• _EXERCISE PROMPT_: Search the listing below for the string "write" and copy every line where it occurs.

• _EXERCISE INPUT_:
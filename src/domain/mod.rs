//! Core domain types and the sampling engine.

pub mod row;
pub mod interval;
pub mod params;
pub mod store;
pub mod sampler;
pub mod policy;
pub mod node;
pub mod describe;
pub mod config;
pub mod diagnostic;
pub mod error;
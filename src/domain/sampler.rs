//! IntervalSampler: retry-bounded random search for a contiguous sub-range.
//!
//! A candidate start row is drawn inside the interval at a Beta-distributed
//! fraction of its free width. The candidate must start on a permitted
//! weekday, optionally snaps to the first row of its day, and must not span
//! more wall-clock time than the target duration plus the gap tolerance.
//! All rejections share one attempt counter bounded by [`MAX_ATTEMPTS`].

use crate::domain::diagnostic::{Diagnostic, Rejection};
use crate::domain::error::EpisamplerError;
use crate::domain::interval::RowInterval;
use crate::domain::params::WeekdaySet;
use crate::domain::store::TimeSeriesStore;
use crate::ports::diagnostic_port::DiagnosticSink;
use chrono::{Datelike, NaiveDateTime, NaiveTime, TimeDelta};
use rand::Rng;
use rand_distr::{Beta, Distribution};

pub const MAX_ATTEMPTS: usize = 100;

#[derive(Debug, Clone)]
pub struct SampleRequest {
    pub interval: RowInterval,
    pub target_records: usize,
    pub target_duration: TimeDelta,
    pub max_gap: TimeDelta,
    pub start_weekdays: WeekdaySet,
    pub start_00: bool,
    pub alpha: f64,
    pub beta: f64,
    /// The accepted sample is named prefix, anchor time, suffix.
    pub name_prefix: String,
    pub name_suffix: String,
}

#[derive(Debug, Clone, PartialEq)]
pub struct SampledRange {
    pub rows: RowInterval,
    pub anchor: NaiveDateTime,
    pub name: String,
    pub attempts: usize,
    pub gap: TimeDelta,
}

pub struct IntervalSampler<'a> {
    store: &'a TimeSeriesStore,
    sink: &'a dyn DiagnosticSink,
}

impl<'a> IntervalSampler<'a> {
    pub fn new(store: &'a TimeSeriesStore, sink: &'a dyn DiagnosticSink) -> Self {
        Self { store, sink }
    }

    pub fn sample<R: Rng + ?Sized>(
        &self,
        request: &SampleRequest,
        rng: &mut R,
    ) -> Result<SampledRange, EpisamplerError> {
        let fraction = beta_distribution(request.alpha, request.beta)?;
        self.check_interval(request)?;

        let rows = self.store.rows();
        let interval = request.interval;
        let room = interval.len() - request.target_records;
        let mut weekday_rejections = 0;
        let mut gap_rejections = 0;

        for attempt in 1..=MAX_ATTEMPTS {
            let draw: f64 = fraction.sample(rng);
            let offset = ((room as f64 * draw) as usize).min(room - 1);
            let drawn = interval.start + offset;
            let drawn_ts = rows[drawn].timestamp;

            if !request.start_weekdays.contains(drawn_ts.weekday()) {
                weekday_rejections += 1;
                self.sink.emit(Diagnostic::CandidateRejected {
                    attempt,
                    reason: Rejection::Weekday,
                    start: drawn_ts,
                });
                continue;
            }

            let first = if request.start_00 {
                self.day_start(drawn)
            } else {
                drawn
            };
            let last = first + request.target_records;
            let anchor = rows[first].timestamp;
            let gap = (rows[last - 1].timestamp - anchor) - request.target_duration;

            if gap < request.max_gap {
                let sampled = SampledRange {
                    rows: RowInterval::new(first, last),
                    anchor,
                    name: format!(
                        "{}{}{}",
                        request.name_prefix,
                        anchor.format("%Y-%m-%dT%H-%M"),
                        request.name_suffix
                    ),
                    attempts: attempt,
                    gap,
                };
                self.sink.emit(Diagnostic::SampleAccepted {
                    name: sampled.name.clone(),
                    rows: sampled.rows,
                    attempts: attempt,
                    gap,
                });
                return Ok(sampled);
            }

            gap_rejections += 1;
            self.sink.emit(Diagnostic::CandidateRejected {
                attempt,
                reason: Rejection::Gap,
                start: anchor,
            });
        }

        self.sink.emit(Diagnostic::SamplingExhausted {
            attempts: MAX_ATTEMPTS,
            interval,
        });
        Err(EpisamplerError::SamplingExhausted {
            attempts: MAX_ATTEMPTS,
            start: interval.start,
            end: interval.end,
            target_records: request.target_records,
            weekday_rejections,
            gap_rejections,
        })
    }

    fn check_interval(&self, request: &SampleRequest) -> Result<(), EpisamplerError> {
        let rows = self.store.row_count();
        let interval = request.interval;
        if request.target_records == 0
            || interval.end > rows
            || interval.len() <= request.target_records
        {
            return Err(EpisamplerError::InvalidInterval {
                start: interval.start,
                end: interval.end,
                target_records: request.target_records,
                rows,
            });
        }
        Ok(())
    }

    /// First row at or after midnight of the day `drawn` falls on.
    fn day_start(&self, drawn: usize) -> usize {
        let rows = self.store.rows();
        let midnight = rows[drawn].timestamp.date().and_time(NaiveTime::MIN);
        let nearest = self.store.nearest_index(midnight);
        if rows[nearest].timestamp < midnight {
            nearest + 1
        } else {
            nearest
        }
    }
}

fn beta_distribution(alpha: f64, beta: f64) -> Result<Beta<f64>, EpisamplerError> {
    for (name, value) in [("b_alpha", alpha), ("b_beta", beta)] {
        if !(value.is_finite() && value > 0.0) {
            return Err(EpisamplerError::invalid_parameter(
                name,
                format!("expected positive Beta-distribution parameter, got {}", value),
            ));
        }
    }
    Beta::new(alpha, beta).map_err(|e| EpisamplerError::invalid_parameter("b_alpha", e.to_string()))
}
//! Port traits the sampling core depends on.

pub mod config_port;
pub mod data_port;
pub mod diagnostic_port;
pub mod feed_port;
//! CLI definition and dispatch.

use clap::{Parser, Subcommand};
use rand::rngs::StdRng;
use rand::{Rng, SeedableRng};
use std::path::{Path, PathBuf};
use std::process::ExitCode;
use std::sync::Arc;

use crate::adapters::csv_adapter::{CsvAdapter, CsvOptions};
use crate::adapters::csv_feed_adapter::CsvFeedAdapter;
use crate::adapters::diagnostic_sinks::LogSink;
use crate::adapters::file_config_adapter::FileConfigAdapter;
use crate::domain::config::{build_policy, data_settings, DataSettings};
use crate::domain::describe::DataSummary;
use crate::domain::error::EpisamplerError;
use crate::domain::node::DatasetNode;
use crate::domain::params::SampleType;
use crate::domain::policy::{HierarchyPolicy, NodeKind, SplitRule};
use crate::domain::row::Row;
use crate::domain::store::TimeSeriesStore;
use crate::ports::data_port::DataPort;
use crate::ports::feed_port::FeedPort;

#[derive(Parser, Debug)]
#[command(
    name = "episampler",
    about = "Hierarchical train/test episode sampler for time series"
)]
pub struct Cli {
    #[command(subcommand)]
    pub command: Command,
}

#[derive(Subcommand, Debug)]
pub enum Command {
    /// Sample trials and episodes and write each episode as a CSV file
    Sample {
        #[arg(short, long)]
        config: PathBuf,
        /// Data files, overriding `[data] files` (repeatable)
        #[arg(short, long)]
        data: Vec<String>,
        #[arg(long, default_value_t = 1)]
        trials: usize,
        /// Train episodes drawn per trial
        #[arg(long, default_value_t = 1)]
        episodes: usize,
        /// Test episodes drawn per trial
        #[arg(long, default_value_t = 0)]
        test_episodes: usize,
        #[arg(long)]
        seed: Option<u64>,
        #[arg(long, default_value_t = 1.0)]
        alpha: f64,
        #[arg(long, default_value_t = 1.0)]
        beta: f64,
        #[arg(short, long, default_value = "episodes")]
        output: PathBuf,
    },
    /// Print summary statistics and the domain split of the configured data
    Describe {
        #[arg(short, long)]
        config: PathBuf,
        #[arg(short, long)]
        data: Vec<String>,
    },
    /// Validate a configuration file and print the resolved sampling levels
    Validate {
        #[arg(short, long)]
        config: PathBuf,
    },
}

/// How many samples to draw at each level of a `sample` run.
#[derive(Debug, Clone, PartialEq)]
pub struct SamplingPlan {
    pub trials: usize,
    pub episodes: usize,
    pub test_episodes: usize,
    pub alpha: f64,
    pub beta: f64,
}

/// Names of the datasets written during a `sample` run, in write order.
#[derive(Debug, Default, Clone, PartialEq)]
pub struct SamplingReport {
    pub trials: Vec<String>,
    pub episodes: Vec<String>,
}

pub fn run(cli: Cli) -> ExitCode {
    let result = match cli.command {
        Command::Sample {
            config,
            data,
            trials,
            episodes,
            test_episodes,
            seed,
            alpha,
            beta,
            output,
        } => {
            let plan = SamplingPlan {
                trials,
                episodes,
                test_episodes,
                alpha,
                beta,
            };
            run_sample(&config, &data, &plan, seed, &output)
        }
        Command::Describe { config, data } => run_describe(&config, &data),
        Command::Validate { config } => run_validate(&config),
    };

    match result {
        Ok(()) => ExitCode::SUCCESS,
        Err(e) => {
            eprintln!("error: {e}");
            (&e).into()
        }
    }
}

pub fn load_config(path: &Path) -> Result<FileConfigAdapter, EpisamplerError> {
    FileConfigAdapter::from_file(path).map_err(|e| EpisamplerError::ConfigParse {
        file: path.display().to_string(),
        reason: e.to_string(),
    })
}

/// Reads the configured data files, or `overrides` when any are given.
///
/// Configured file names resolve against the config file's directory;
/// overrides resolve against the working directory.
pub fn load_rows(
    config_path: &Path,
    settings: &DataSettings,
    overrides: &[String],
) -> Result<Vec<Row>, EpisamplerError> {
    let options = CsvOptions {
        delimiter: settings.delimiter,
        has_header: settings.has_header,
        timestamp_format: settings.timestamp_format.clone(),
    };
    let (base, sources) = if overrides.is_empty() {
        let base = config_path
            .parent()
            .map(Path::to_path_buf)
            .unwrap_or_default();
        (base, settings.files.clone())
    } else {
        (PathBuf::new(), overrides.to_vec())
    };
    CsvAdapter::new(base, options).fetch_all(&sources)
}

/// Draws trials from a ready domain and episodes from each trial, handing
/// every episode to `feed`.
///
/// When the domain's children are already episodes, the domain is sampled
/// directly with the plan's episode counts and `trials` is ignored.
pub fn sample_hierarchy<R: Rng + ?Sized>(
    domain: &mut DatasetNode,
    plan: &SamplingPlan,
    rng: &mut R,
    feed: &dyn FeedPort,
) -> Result<SamplingReport, EpisamplerError> {
    let mut report = SamplingReport::default();
    if domain.child_kind() == Some(NodeKind::Episode) {
        feed_episodes(domain, plan, rng, feed, &mut report)?;
        return Ok(report);
    }
    for _ in 0..plan.trials {
        let mut trial = domain.sample(SampleType::Train, plan.alpha, plan.beta, rng)?;
        log::info!("trial {} holds {} records", trial.name(), trial.row_count());
        trial.reset_loaded()?;
        feed_episodes(&mut trial, plan, rng, feed, &mut report)?;
        report.trials.push(trial.name().to_string());
    }
    Ok(report)
}

fn feed_episodes<R: Rng + ?Sized>(
    parent: &mut DatasetNode,
    plan: &SamplingPlan,
    rng: &mut R,
    feed: &dyn FeedPort,
    report: &mut SamplingReport,
) -> Result<(), EpisamplerError> {
    let draws = std::iter::repeat(SampleType::Train)
        .take(plan.episodes)
        .chain(std::iter::repeat(SampleType::Test).take(plan.test_episodes));
    for sample_type in draws {
        let episode = parent.sample(sample_type, plan.alpha, plan.beta, rng)?;
        episode.to_feed(feed)?;
        report.episodes.push(episode.name().to_string());
    }
    Ok(())
}

fn run_sample(
    config_path: &Path,
    data: &[String],
    plan: &SamplingPlan,
    seed: Option<u64>,
    output: &Path,
) -> Result<(), EpisamplerError> {
    log::info!("loading config from {}", config_path.display());
    let config = load_config(config_path)?;
    let policy = build_policy(&config, &LogSink)?;
    let settings = data_settings(&config)?;
    let rows = load_rows(config_path, &settings, data)?;

    let mut domain = DatasetNode::domain(Arc::new(policy), Arc::new(LogSink));
    domain.reset(rows)?;
    log::info!(
        "domain ready: train {}, test {}",
        domain.train_interval().unwrap_or_default(),
        domain.test_interval().unwrap_or_default()
    );

    let mut rng = match seed {
        Some(s) => StdRng::seed_from_u64(s),
        None => StdRng::from_entropy(),
    };
    let feed = CsvFeedAdapter::new(output.to_path_buf())
        .with_format(settings.delimiter, &settings.timestamp_format);

    let report = sample_hierarchy(&mut domain, plan, &mut rng, &feed)?;
    for name in &report.episodes {
        println!("{}", feed.path_for(name).display());
    }
    log::info!(
        "wrote {} episodes from {} trials to {}",
        report.episodes.len(),
        report.trials.len(),
        output.display()
    );
    Ok(())
}

fn run_describe(config_path: &Path, data: &[String]) -> Result<(), EpisamplerError> {
    let config = load_config(config_path)?;
    let policy = build_policy(&config, &LogSink)?;
    let settings = data_settings(&config)?;
    let store = TimeSeriesStore::load(load_rows(config_path, &settings, data)?, &LogSink)?;

    print!("{}", DataSummary::compute(store.rows()));
    if store.duplicates_removed() > 0 {
        println!("duplicates removed: {}", store.duplicates_removed());
    }
    match policy.partition(NodeKind::Domain, store.row_count()) {
        Ok(p) => println!("domain split: train {}, test {}", p.train, p.test),
        Err(e) => println!("domain split: {e}"),
    }
    Ok(())
}

fn run_validate(config_path: &Path) -> Result<(), EpisamplerError> {
    eprintln!("Validating config: {}", config_path.display());
    let config = load_config(config_path)?;
    let policy = build_policy(&config, &LogSink)?;
    let settings = data_settings(&config)?;

    println!("timeframe: {} minutes", policy.timeframe().num_minutes());
    if settings.files.is_empty() {
        println!("data files: none configured");
    } else {
        println!("data files: {}", settings.files.join(", "));
    }
    print!("{}", describe_levels(&policy));
    Ok(())
}

/// One block per sampling level, as printed by `validate`.
pub fn describe_levels(policy: &HierarchyPolicy) -> String {
    let mut out = String::new();
    for kind in [NodeKind::Domain, NodeKind::Trial, NodeKind::Generic] {
        let Some(level) = policy.level(kind) else {
            continue;
        };
        let split = match level.split {
            SplitRule::Duration { test_records } => {
                format!("last {} records held out for test", test_records)
            }
            SplitRule::Proportional {
                train_records,
                test_records,
            } => format!("train:test = {}:{}", train_records, test_records),
        };
        out.push_str(&format!(
            "[{}] -> {}\n  duration: {} ({} records)\n  max gap: {}\n  start weekdays: {}\n  start at 00:00: {}\n  split: {}\n",
            kind,
            level.child_kind,
            level.sample_duration,
            level.target_records,
            level.time_gap,
            level.start_weekdays,
            level.start_00,
            split
        ));
    }
    out
}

• _WRITTEN REPLY_:
    /// Sample trials and episodes and write each episode as a CSV file
/// Names of the datasets written during a `sample` run, in write order.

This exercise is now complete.